We start by partitioning data by `EmployeeID`

and order data within each partition by `SaleDate`

.

Then `SUM(ES.SaleAmount)`

aggregate function gets applied for **ROWS BETWEEN UNBOUNDED PRECEDING AND CURRENT ROW** to compute running total for each row.

`SELECT *`

,SUM(ES.SaleAmount) OVER (

PARTITION BY ES.EmployeeID ORDER BY ES.SaleDate

ROWS BETWEEN UNBOUNDED PRECEDING

AND CURRENT ROW

) AS RunningTotal

FROM EmployeeSales AS ES

ROWS BETWEEN UNBOUNDED PRECEDING AND CURRENT ROW is the default behaviour for SUM() so we could omit this clause and still get the same results.

EmployeeID | SaleDate | SaleAmount | RunningTotal |
---|---|---|---|

1 | 2022-06-01 | 10 | 10 |

1 | 2022-06-02 | 20 | 30 |

1 | 2022-06-03 | 30 | 60 |

2 | 2022-06-01 | 10 | 10 |

2 | 2022-06-02 | 10 | 20 |

2 | 2022-06-03 | 10 | 30 |

Let's try to calculate running total of entire dataset starting with the earliest `SaleDate`

.

`SELECT *`

,SUM(ES.SaleAmount) OVER (

ORDER BY ES.SaleDate

) AS RunningTotal

FROM EmployeeSales AS ES

Note that we omit PARTITION BY clause in this case as we're calculating running total for the entire dataset.

You will notice that row 1 (should be 10), row 3 (should be 30), and row 5 (should be 80) have incorrect `RunningTotal`

value.

Why is this happening?

This is because we only specify `SaleDate`

in the ORDER BY clause which results in duplicate values.

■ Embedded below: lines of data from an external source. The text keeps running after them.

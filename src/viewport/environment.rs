//! Sky, lights, fog and floor around the model

use glam::Vec3;

use crate::config::{SceneSettings, SkySettings};

/// Convert a `0xRRGGBB` color to linear-ish float RGB
pub fn rgb_from_hex(hex: u32) -> [f32; 3] {
    [
        ((hex >> 16) & 0xFF) as f32 / 255.0,
        ((hex >> 8) & 0xFF) as f32 / 255.0,
        (hex & 0xFF) as f32 / 255.0,
    ]
}

/// Sun placement and atmosphere coefficients for the sky pass
#[derive(Debug, Clone, PartialEq)]
pub struct SkyParameters {
    pub turbidity: f32,
    pub rayleigh: f32,
    pub mie_coefficient: f32,
    pub mie_directional_g: f32,
    pub elevation_degrees: f32,
    pub azimuth_degrees: f32,
}

/// Colors sampled by the sky shader
#[derive(Debug, Clone, Copy, PartialEq)]
pub struct SkyGradient {
    pub zenith: [f32; 3],
    pub horizon: [f32; 3],
    pub sun_color: [f32; 3],
    /// Exponent of the glow around the sun; higher is tighter
    pub sun_glow: f32,
}

impl SkyParameters {
    pub fn from_settings(settings: &SkySettings) -> Self {
        Self {
            turbidity: settings.turbidity,
            rayleigh: settings.rayleigh,
            mie_coefficient: settings.mie_coefficient,
            mie_directional_g: settings.mie_directional_g,
            elevation_degrees: settings.elevation,
            azimuth_degrees: settings.azimuth,
        }
    }

    /// Unit vector pointing at the sun
    pub fn sun_direction(&self) -> Vec3 {
        let phi = (90.0 - self.elevation_degrees).to_radians();
        let theta = self.azimuth_degrees.to_radians();
        Vec3::new(phi.sin() * theta.sin(), phi.cos(), phi.sin() * theta.cos())
    }

    /// Cheap stand-in for the scattering model: rayleigh deepens the
    /// zenith blue, turbidity washes the horizon out, a low sun warms it.
    pub fn gradient(&self) -> SkyGradient {
        let rayleigh = (self.rayleigh / 4.0).clamp(0.0, 1.0);
        let haze = ((self.turbidity - 1.0) / 19.0).clamp(0.0, 1.0);
        let sun_height = self.sun_direction().y.clamp(0.0, 1.0);
        let warmth = 1.0 - sun_height;

        let zenith = Vec3::new(0.30, 0.52, 0.85).lerp(Vec3::new(0.12, 0.30, 0.75), rayleigh);
        let horizon = Vec3::new(0.70, 0.80, 0.92).lerp(Vec3::new(0.92, 0.90, 0.86), haze);
        let horizon = horizon.lerp(Vec3::new(0.98, 0.74, 0.52), warmth * 0.35);
        let sun_color = Vec3::ONE.lerp(Vec3::new(1.0, 0.72, 0.45), warmth);

        let g = self.mie_directional_g.clamp(0.0, 0.999);
        let sun_glow = 8.0 + 2000.0 * g * g * (self.mie_coefficient * 100.0).clamp(0.1, 1.0);

        SkyGradient {
            zenith: zenith.to_array(),
            horizon: horizon.to_array(),
            sun_color: sun_color.to_array(),
            sun_glow,
        }
    }
}

#[derive(Debug, Clone, PartialEq)]
pub struct HemisphereLight {
    pub sky_color: [f32; 3],
    pub ground_color: [f32; 3],
    pub intensity: f32,
    pub position: Vec3,
}

impl HemisphereLight {
    /// Up axis of the sky/ground blend; +Y when the position is degenerate
    pub fn direction(&self) -> Vec3 {
        self.position.try_normalize().unwrap_or(Vec3::Y)
    }
}

#[derive(Debug, Clone, PartialEq)]
pub struct DirectionalLight {
    pub color: [f32; 3],
    pub intensity: f32,
    pub position: Vec3,
}

impl DirectionalLight {
    /// Direction from the lit surface towards the light
    pub fn direction(&self) -> Vec3 {
        self.position.normalize_or_zero()
    }
}

#[derive(Debug, Clone, PartialEq)]
pub struct Fog {
    pub color: [f32; 3],
    pub near: f32,
    pub far: f32,
}

#[derive(Debug, Clone, PartialEq)]
pub struct Floor {
    pub size: f32,
    pub height: f32,
    pub color: [f32; 3],
}

/// Everything around the model that the renderer needs each frame
#[derive(Debug, Clone, PartialEq)]
pub struct SceneEnvironment {
    pub background: [f32; 3],
    pub fog: Fog,
    pub hemisphere: HemisphereLight,
    pub directional: DirectionalLight,
    pub floor: Floor,
    pub sky: SkyParameters,
}

impl SceneEnvironment {
    pub fn from_settings(scene: &SceneSettings, sky: &SkySettings) -> Self {
        let background = rgb_from_hex(scene.background);
        Self {
            background,
            fog: Fog {
                color: background,
                near: scene.fog_near,
                far: scene.fog_far,
            },
            hemisphere: HemisphereLight {
                sky_color: rgb_from_hex(scene.hemisphere_sky),
                ground_color: rgb_from_hex(scene.hemisphere_ground),
                intensity: scene.hemisphere_intensity,
                position: Vec3::from(scene.hemisphere_position),
            },
            directional: DirectionalLight {
                color: rgb_from_hex(scene.directional_color),
                intensity: scene.directional_intensity,
                position: Vec3::from(scene.directional_position),
            },
            floor: Floor {
                size: scene.floor_size,
                height: scene.floor_height,
                color: rgb_from_hex(scene.floor_color),
            },
            sky: SkyParameters::from_settings(sky),
        }
    }
}

impl Default for SceneEnvironment {
    fn default() -> Self {
        Self::from_settings(&SceneSettings::default(), &SkySettings::default())
    }
}

#[cfg(test)]
mod tests {
    use super::*;

    #[test]
    fn test_sun_on_horizon_at_zero_elevation() {
        let sky = SceneEnvironment::default().sky;
        let sun = sky.sun_direction();
        assert!(sun.y.abs() < 1e-6);
        assert!((sun.length() - 1.0).abs() < 1e-5);
        assert!((sun.x - 250.0_f32.to_radians().sin()).abs() < 1e-5);
        assert!((sun.z - 250.0_f32.to_radians().cos()).abs() < 1e-5);
    }

    #[test]
    fn test_sun_overhead_at_ninety_degrees() {
        let mut sky = SceneEnvironment::default().sky;
        sky.elevation_degrees = 90.0;
        assert!((sky.sun_direction() - Vec3::Y).length() < 1e-5);
    }

    #[test]
    fn test_hex_colors() {
        assert_eq!(rgb_from_hex(0xFFFFFF), [1.0, 1.0, 1.0]);
        assert_eq!(rgb_from_hex(0x000000), [0.0, 0.0, 0.0]);
        let env = SceneEnvironment::default();
        assert_eq!(env.background, rgb_from_hex(0xF1F1F1));
        assert_eq!(env.fog.color, env.background);
    }

    #[test]
    fn test_low_sun_warms_horizon() {
        let mut sky = SceneEnvironment::default().sky;
        let low = sky.gradient();
        sky.elevation_degrees = 90.0;
        let high = sky.gradient();
        assert!(low.horizon[0] > high.horizon[0]);
    }

    #[test]
    fn test_hemisphere_axis_from_position() {
        let mut hemisphere = SceneEnvironment::default().hemisphere;
        assert_eq!(hemisphere.direction(), Vec3::Y);
        hemisphere.position = Vec3::ZERO;
        assert_eq!(hemisphere.direction(), Vec3::Y);
    }
}
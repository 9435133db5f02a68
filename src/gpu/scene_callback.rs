//! egui paint callback that draws the model viewport with wgpu

use std::sync::{Arc, Mutex};

use eframe::wgpu;
use egui_wgpu::CallbackTrait;
use log::error;
use once_cell::sync::Lazy;

use super::scene_rendering::{ModelGeometry, SceneRenderer};
use crate::viewport::FrameScene;

// One renderer shared by every frame; GPU resources outlive the callbacks
static SHARED_RENDERER: Lazy<Arc<Mutex<SceneRenderer>>> = Lazy::new(|| Arc::new(Mutex::new(SceneRenderer::new())));

/// Per-frame callback carrying the scene snapshot to the renderer
#[derive(Clone)]
pub struct SceneRenderCallback {
    renderer: Arc<Mutex<SceneRenderer>>,
    target_format: wgpu::TextureFormat,
    frame: Arc<FrameScene>,
    geometry: Option<ModelGeometry>,
}

impl SceneRenderCallback {
    pub fn new(target_format: wgpu::TextureFormat, frame: FrameScene, geometry: Option<ModelGeometry>) -> Self {
        Self {
            renderer: SHARED_RENDERER.clone(),
            target_format,
            frame: Arc::new(frame),
            geometry,
        }
    }
}

impl CallbackTrait for SceneRenderCallback {
    fn prepare(
        &self,
        device: &wgpu::Device,
        queue: &wgpu::Queue,
        _screen_descriptor: &egui_wgpu::ScreenDescriptor,
        _egui_encoder: &mut wgpu::CommandEncoder,
        _callback_resources: &mut egui_wgpu::CallbackResources,
    ) -> Vec<wgpu::CommandBuffer> {
        match self.renderer.lock() {
            Ok(mut renderer) => {
                renderer.prepare(device, queue, self.target_format, &self.frame, self.geometry.as_ref());
            }
            Err(e) => error!("Failed to lock scene renderer in prepare: {}", e),
        }
        Vec::new()
    }

    fn paint(
        &self,
        _info: egui::PaintCallbackInfo,
        render_pass: &mut wgpu::RenderPass<'static>,
        _callback_resources: &egui_wgpu::CallbackResources,
    ) {
        match self.renderer.lock() {
            Ok(renderer) => renderer.paint(render_pass, &self.frame),
            Err(e) => error!("Failed to lock scene renderer in paint: {}", e),
        }
    }
}
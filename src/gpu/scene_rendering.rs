//! wgpu rendering of the sky, floor and model parts
//!
//! Pipelines and buffers are created lazily from the device handed to the
//! egui paint callback. Model geometry is uploaded once per load generation;
//! uniforms are rewritten every frame from the `FrameScene` snapshot.

use std::mem;
use std::num::NonZeroU64;
use std::sync::Arc;

use bytemuck::{Pod, Zeroable};
use glam::{Mat4, Vec3};
use log::{debug, info};
use wgpu::util::DeviceExt;

use super::config::GraphicsConfig;
use crate::constants::gpu::{DRAW_UNIFORM_STRIDE, INITIAL_DRAW_CAPACITY};
use crate::scene::{Material, MeshData, MeshLibrary, Vertex};
use crate::viewport::FrameScene;

#[repr(C)]
#[derive(Debug, Copy, Clone, Pod, Zeroable)]
pub struct GlobalUniforms {
    pub view_proj: [[f32; 4]; 4],
    pub inv_view_proj: [[f32; 4]; 4],
    pub camera_position: [f32; 4],
    pub sun_direction: [f32; 4],
    pub sun_color: [f32; 4],
    pub light_direction: [f32; 4],
    pub light_color: [f32; 4],
    pub hemi_sky: [f32; 4],
    pub hemi_ground: [f32; 4],
    pub fog_color: [f32; 4],
    pub fog_range: [f32; 4],
    pub sky_zenith: [f32; 4],
    pub sky_horizon: [f32; 4],
    pub hemi_direction: [f32; 4],
}

fn vec4(rgb: [f32; 3], w: f32) -> [f32; 4] {
    [rgb[0], rgb[1], rgb[2], w]
}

For example, rows 1 and 2 have the same `SaleDate`

**2022-06-01**. Rows 3 and 4 have the same `SaleDate`

**2022-06-02**

EmployeeID | SaleDate | SaleAmount | RunningTotal |
---|---|---|---|

1 | 2022-06-01 | 10 | 20 |

2 | 2022-06-01 | 10 | 20 |

2 | 2022-06-02 | 10 | 50 |

1 | 2022-06-02 | 20 | 50 |

1 | 2022-06-03 | 30 | 90 |

2 | 2022-06-03 | 10 | 90 |

We can fix this by providing a combination of columns to ORDER BY clause which can generate unique combined value for each row.

We know that any combination of `EmployeeID`

and `SaleDate`

is unique so we can specify these 2 columns in the ORDER BY clause.

We now have the correct progression of the running total value.

`SELECT *`

,SUM(ES.SaleAmount) OVER (

ORDER BY ES.SaleDate

,ES.EmployeeID

) AS RunningTotal

FROM EmployeeSales AS ES

EmployeeID | SaleDate | SaleAmount | RunningTotal |
---|---|---|---|

1 | 2022-06-01 | 10 | 10 |

2 | 2022-06-01 | 10 | 20 |

1 | 2022-06-02 | 20 | 40 |

2 | 2022-06-02 | 10 | 50 |

1 | 2022-06-03 | 30 | 80 |

2 | 2022-06-03 | 10 | 90 |

Window Function is only available in SQL Server 2012 or later. If you're running an older version of SQL Server, I recommend using self join technique to calculate running total.